**Task item**
Please take the lines from the one holding "a future occupant." through the one holding "with their handles." in the data below and copy them exactly.
======== Data to use
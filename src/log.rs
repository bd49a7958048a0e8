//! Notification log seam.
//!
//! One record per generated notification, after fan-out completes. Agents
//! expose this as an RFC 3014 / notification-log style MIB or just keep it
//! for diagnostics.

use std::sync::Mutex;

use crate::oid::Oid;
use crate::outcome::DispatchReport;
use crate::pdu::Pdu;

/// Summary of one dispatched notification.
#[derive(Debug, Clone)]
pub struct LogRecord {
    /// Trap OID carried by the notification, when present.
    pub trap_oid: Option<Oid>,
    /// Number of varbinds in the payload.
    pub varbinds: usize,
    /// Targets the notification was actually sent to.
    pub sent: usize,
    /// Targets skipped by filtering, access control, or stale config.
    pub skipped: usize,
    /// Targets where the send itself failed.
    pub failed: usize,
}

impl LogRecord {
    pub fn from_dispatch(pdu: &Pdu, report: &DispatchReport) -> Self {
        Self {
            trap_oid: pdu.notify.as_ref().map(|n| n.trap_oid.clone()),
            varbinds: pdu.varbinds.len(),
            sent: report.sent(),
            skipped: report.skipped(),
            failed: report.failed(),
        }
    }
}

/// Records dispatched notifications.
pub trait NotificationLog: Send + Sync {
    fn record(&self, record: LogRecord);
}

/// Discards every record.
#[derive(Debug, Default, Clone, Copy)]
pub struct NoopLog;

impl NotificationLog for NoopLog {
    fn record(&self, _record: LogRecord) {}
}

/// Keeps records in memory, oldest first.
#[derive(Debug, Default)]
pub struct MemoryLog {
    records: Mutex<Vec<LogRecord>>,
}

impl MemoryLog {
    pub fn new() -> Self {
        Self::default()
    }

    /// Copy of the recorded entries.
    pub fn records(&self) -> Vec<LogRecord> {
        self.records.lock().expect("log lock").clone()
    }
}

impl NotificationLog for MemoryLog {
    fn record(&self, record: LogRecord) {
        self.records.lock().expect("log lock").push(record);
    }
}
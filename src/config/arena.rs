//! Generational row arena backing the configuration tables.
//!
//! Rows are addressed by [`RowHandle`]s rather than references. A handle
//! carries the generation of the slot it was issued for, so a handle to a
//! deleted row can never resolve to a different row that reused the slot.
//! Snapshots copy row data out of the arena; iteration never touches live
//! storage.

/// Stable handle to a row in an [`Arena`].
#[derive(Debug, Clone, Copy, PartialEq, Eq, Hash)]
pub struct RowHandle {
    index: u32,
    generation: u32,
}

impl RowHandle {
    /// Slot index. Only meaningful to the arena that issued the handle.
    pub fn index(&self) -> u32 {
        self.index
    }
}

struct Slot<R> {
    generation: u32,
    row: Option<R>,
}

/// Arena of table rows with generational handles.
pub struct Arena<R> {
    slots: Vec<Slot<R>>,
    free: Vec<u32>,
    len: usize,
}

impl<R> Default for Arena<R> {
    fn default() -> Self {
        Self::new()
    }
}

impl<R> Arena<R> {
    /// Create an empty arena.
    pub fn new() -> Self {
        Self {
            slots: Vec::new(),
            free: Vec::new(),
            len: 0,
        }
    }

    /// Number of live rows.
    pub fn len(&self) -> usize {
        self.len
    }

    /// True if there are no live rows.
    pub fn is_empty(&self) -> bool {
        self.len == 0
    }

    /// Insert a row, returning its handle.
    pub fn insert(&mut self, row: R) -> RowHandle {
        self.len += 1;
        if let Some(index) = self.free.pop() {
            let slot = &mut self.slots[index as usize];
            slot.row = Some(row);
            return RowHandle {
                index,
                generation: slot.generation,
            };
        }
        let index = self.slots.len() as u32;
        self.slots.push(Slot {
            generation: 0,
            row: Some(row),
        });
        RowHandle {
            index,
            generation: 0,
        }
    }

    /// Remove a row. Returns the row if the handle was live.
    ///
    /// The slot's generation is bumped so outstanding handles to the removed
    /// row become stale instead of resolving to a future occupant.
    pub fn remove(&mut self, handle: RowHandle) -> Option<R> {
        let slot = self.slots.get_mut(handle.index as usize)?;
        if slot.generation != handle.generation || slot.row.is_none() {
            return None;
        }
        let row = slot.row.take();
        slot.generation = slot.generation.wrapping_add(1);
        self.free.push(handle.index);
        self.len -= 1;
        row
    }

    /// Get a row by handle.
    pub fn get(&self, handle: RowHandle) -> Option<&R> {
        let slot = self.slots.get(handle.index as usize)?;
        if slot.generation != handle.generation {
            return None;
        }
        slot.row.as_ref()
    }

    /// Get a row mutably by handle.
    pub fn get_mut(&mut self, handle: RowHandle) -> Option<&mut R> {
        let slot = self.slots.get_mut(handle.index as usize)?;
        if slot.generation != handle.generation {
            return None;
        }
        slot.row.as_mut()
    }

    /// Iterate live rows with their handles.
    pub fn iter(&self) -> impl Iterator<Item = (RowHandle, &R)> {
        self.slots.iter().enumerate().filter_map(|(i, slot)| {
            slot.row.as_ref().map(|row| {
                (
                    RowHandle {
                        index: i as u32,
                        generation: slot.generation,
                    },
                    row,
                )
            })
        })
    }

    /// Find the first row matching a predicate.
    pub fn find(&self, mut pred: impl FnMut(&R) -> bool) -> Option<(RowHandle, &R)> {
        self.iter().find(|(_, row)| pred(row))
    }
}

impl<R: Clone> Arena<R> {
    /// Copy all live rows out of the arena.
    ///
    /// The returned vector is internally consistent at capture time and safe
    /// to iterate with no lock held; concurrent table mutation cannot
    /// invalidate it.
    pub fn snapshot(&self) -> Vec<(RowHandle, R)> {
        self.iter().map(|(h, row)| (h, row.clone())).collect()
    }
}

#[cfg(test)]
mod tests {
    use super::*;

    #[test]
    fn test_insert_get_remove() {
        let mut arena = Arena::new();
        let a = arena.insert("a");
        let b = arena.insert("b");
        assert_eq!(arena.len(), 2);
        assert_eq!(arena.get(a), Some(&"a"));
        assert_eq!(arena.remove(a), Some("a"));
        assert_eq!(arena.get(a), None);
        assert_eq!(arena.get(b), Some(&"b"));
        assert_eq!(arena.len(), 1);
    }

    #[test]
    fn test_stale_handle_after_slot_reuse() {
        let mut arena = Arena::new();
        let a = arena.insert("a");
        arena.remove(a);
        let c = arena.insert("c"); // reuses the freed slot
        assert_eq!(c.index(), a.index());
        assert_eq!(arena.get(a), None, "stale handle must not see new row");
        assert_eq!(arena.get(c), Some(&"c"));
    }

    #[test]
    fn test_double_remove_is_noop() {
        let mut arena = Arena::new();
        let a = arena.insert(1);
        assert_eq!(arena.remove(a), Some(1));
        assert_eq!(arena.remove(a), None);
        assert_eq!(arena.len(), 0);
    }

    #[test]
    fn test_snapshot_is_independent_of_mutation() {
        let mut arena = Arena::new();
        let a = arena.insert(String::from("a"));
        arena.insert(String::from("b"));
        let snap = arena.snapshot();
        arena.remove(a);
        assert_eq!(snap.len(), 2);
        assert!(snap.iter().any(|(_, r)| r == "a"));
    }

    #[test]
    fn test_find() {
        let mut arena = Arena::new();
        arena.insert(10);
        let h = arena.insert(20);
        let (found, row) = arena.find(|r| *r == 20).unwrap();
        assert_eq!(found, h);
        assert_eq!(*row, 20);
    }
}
================
======== Data to use
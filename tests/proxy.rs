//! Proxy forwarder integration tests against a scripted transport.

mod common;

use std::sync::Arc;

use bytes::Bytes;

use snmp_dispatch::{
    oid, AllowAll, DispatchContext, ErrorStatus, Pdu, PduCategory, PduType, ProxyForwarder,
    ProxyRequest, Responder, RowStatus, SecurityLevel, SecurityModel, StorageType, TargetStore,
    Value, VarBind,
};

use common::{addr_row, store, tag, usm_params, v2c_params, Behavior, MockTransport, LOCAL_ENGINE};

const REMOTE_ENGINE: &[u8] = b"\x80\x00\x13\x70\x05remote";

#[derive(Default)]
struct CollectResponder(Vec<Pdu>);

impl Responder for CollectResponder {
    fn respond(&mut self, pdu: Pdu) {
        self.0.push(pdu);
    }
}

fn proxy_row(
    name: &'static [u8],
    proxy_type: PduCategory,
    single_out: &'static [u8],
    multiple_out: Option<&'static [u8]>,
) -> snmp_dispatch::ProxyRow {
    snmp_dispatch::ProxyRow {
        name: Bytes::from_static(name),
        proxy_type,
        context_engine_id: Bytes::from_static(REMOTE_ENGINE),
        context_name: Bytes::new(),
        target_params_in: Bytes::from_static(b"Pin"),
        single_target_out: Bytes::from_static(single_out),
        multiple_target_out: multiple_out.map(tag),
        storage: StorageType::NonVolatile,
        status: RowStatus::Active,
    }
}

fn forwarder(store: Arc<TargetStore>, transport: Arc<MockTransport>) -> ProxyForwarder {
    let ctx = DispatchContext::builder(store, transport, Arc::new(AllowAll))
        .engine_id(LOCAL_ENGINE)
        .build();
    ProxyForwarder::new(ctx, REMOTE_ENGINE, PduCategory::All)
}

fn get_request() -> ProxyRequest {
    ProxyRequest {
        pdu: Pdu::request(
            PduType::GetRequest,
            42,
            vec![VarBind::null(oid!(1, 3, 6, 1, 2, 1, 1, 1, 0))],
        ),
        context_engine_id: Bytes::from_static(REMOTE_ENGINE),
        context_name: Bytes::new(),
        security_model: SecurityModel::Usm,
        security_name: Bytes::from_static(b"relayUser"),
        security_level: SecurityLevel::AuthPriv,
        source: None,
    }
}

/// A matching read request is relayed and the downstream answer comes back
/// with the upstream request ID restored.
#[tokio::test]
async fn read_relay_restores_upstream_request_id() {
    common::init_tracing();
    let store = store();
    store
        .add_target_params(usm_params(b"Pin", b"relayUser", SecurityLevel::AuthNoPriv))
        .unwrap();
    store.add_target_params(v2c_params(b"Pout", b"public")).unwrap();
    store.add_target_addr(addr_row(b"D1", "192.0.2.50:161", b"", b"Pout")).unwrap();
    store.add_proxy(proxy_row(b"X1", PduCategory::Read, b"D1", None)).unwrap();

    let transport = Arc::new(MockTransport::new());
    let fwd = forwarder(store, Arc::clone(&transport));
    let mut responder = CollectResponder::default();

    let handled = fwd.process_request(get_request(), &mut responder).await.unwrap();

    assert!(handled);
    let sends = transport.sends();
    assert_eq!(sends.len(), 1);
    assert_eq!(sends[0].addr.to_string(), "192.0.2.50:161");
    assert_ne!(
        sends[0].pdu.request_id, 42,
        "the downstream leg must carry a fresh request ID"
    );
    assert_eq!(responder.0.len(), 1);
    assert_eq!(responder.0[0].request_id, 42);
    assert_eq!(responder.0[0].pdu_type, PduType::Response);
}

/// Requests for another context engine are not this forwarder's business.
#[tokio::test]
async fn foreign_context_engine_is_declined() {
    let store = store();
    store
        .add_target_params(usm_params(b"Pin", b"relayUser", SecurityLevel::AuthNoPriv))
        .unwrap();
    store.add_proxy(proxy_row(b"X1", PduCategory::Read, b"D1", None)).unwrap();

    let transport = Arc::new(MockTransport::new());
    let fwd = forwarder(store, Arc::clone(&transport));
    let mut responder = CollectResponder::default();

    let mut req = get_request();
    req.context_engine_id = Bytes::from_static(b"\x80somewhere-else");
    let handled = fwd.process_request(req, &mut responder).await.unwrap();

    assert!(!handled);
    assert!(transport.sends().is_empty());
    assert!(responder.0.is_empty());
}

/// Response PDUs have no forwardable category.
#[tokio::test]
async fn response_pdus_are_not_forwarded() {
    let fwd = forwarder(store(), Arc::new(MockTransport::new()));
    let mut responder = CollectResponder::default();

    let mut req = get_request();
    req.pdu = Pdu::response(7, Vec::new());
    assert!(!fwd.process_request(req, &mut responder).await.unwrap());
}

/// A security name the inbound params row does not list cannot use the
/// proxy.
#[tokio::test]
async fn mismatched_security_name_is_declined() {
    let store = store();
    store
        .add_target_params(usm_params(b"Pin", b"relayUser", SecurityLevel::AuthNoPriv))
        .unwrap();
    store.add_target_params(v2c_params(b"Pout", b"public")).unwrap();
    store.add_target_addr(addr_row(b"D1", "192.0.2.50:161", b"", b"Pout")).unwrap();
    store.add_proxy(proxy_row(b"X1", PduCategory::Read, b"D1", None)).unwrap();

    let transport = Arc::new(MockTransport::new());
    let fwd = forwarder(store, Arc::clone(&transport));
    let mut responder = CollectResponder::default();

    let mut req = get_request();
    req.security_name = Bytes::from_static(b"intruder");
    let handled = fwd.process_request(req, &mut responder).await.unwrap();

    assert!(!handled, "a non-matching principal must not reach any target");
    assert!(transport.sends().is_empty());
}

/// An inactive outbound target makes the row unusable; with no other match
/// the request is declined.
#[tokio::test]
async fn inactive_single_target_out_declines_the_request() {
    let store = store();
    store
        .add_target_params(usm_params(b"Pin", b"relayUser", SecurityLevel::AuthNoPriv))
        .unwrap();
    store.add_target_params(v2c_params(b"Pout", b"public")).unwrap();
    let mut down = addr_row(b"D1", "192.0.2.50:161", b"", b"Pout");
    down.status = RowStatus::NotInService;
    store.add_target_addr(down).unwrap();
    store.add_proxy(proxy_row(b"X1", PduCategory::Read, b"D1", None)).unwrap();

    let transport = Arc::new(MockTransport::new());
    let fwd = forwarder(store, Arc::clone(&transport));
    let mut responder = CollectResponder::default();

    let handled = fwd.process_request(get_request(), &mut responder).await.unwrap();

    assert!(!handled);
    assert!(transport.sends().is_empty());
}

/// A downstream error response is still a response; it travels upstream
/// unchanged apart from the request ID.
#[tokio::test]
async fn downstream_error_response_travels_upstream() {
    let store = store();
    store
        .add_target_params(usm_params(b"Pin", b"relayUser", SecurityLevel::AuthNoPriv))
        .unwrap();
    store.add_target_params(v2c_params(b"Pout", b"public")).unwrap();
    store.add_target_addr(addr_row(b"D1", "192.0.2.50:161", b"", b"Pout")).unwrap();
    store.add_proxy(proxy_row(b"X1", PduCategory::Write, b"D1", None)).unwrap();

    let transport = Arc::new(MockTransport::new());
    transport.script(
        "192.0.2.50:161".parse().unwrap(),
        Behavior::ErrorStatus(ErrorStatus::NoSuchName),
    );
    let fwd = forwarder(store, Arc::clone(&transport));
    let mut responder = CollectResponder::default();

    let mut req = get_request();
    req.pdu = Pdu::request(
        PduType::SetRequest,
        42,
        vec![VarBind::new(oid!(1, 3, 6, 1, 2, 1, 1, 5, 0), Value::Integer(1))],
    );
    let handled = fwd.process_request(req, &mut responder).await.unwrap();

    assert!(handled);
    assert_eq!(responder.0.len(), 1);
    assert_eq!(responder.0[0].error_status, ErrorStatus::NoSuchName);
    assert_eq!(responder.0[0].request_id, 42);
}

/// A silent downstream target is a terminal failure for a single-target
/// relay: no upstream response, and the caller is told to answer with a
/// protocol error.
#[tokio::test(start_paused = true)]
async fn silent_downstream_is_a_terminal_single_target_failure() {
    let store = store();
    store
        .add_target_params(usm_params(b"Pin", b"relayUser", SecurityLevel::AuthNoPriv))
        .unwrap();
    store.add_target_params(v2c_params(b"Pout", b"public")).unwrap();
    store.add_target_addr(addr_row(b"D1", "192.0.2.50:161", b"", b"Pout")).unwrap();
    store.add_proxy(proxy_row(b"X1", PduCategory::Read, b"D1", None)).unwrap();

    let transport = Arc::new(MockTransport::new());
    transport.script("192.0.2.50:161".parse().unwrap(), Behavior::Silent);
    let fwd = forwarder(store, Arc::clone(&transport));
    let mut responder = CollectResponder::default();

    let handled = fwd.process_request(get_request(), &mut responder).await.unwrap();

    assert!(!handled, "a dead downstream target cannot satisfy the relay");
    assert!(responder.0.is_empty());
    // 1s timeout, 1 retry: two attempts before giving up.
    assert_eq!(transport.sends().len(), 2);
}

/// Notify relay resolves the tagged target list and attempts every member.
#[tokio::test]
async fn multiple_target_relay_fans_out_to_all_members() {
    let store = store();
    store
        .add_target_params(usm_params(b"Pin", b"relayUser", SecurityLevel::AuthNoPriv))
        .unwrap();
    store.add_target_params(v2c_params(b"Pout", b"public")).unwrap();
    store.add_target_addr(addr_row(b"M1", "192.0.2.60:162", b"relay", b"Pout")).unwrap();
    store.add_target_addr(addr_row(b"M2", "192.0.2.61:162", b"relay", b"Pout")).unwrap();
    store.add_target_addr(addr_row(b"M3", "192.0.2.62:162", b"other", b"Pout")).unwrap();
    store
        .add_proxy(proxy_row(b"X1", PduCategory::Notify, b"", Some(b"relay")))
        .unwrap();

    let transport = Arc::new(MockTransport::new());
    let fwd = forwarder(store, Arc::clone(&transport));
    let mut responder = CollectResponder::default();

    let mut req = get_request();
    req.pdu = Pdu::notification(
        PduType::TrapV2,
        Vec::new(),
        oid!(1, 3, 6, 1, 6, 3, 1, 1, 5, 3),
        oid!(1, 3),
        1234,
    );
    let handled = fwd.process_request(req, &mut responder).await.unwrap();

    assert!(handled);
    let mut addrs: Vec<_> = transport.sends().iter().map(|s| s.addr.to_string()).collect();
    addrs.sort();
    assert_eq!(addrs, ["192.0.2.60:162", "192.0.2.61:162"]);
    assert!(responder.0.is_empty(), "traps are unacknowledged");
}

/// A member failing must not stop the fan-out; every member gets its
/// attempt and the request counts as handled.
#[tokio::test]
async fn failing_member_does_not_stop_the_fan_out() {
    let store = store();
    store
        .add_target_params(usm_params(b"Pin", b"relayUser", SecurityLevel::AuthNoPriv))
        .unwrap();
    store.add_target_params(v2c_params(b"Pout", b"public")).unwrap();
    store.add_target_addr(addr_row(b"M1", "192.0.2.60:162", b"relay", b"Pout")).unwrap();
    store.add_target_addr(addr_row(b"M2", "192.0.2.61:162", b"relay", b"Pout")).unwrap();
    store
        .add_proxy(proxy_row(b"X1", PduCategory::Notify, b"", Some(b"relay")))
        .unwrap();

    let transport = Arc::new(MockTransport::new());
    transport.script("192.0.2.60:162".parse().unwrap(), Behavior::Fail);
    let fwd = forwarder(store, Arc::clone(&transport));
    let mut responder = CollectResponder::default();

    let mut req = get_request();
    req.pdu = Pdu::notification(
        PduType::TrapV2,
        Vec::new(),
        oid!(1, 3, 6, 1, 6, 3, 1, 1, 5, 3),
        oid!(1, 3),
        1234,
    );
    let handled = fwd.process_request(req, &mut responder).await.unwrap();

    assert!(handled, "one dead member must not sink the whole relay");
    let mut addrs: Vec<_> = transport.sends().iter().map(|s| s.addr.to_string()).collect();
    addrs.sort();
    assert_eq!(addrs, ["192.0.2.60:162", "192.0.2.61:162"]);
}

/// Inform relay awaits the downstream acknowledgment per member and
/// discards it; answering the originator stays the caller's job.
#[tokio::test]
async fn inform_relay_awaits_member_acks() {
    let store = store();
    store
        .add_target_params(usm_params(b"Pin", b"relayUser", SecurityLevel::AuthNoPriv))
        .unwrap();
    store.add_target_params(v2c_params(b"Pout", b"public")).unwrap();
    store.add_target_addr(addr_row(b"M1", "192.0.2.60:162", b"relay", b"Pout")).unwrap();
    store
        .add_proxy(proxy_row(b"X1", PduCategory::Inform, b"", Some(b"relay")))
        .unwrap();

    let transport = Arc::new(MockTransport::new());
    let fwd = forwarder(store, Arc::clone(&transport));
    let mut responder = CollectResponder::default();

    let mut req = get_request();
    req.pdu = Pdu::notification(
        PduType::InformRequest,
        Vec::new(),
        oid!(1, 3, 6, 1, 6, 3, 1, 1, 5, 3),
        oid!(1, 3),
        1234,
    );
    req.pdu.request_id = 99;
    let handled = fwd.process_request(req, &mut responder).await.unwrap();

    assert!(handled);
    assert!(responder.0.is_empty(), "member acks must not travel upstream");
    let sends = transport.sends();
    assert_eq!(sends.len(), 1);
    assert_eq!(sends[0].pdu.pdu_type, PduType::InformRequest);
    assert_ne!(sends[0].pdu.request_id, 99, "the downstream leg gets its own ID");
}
================
**Response to the exercise**
    /// row become stale instead of resolving to a future occupant.
    pub fn remove(&mut self, handle: RowHandle) -> Option<R> {
        let slot = self.slots.get_mut(handle.index as usize)?;
        if slot.generation != handle.generation || slot.row.is_none() {
            return None;
        }
        let row = slot.row.take();
        slot.generation = slot.generation.wrapping_add(1);
        self.free.push(handle.index);
        self.len -= 1;
        row
    }

    /// Get a row by handle.
    pub fn get(&self, handle: RowHandle) -> Option<&R> {
        let slot = self.slots.get(handle.index as usize)?;
        if slot.generation != handle.generation {
            return None;
        }
        slot.row.as_ref()
    }

    /// Get a row mutably by handle.
    pub fn get_mut(&mut self, handle: RowHandle) -> Option<&mut R> {
        let slot = self.slots.get_mut(handle.index as usize)?;
        if slot.generation != handle.generation {
            return None;
        }
        slot.row.as_mut()
    }

    /// Iterate live rows with their handles.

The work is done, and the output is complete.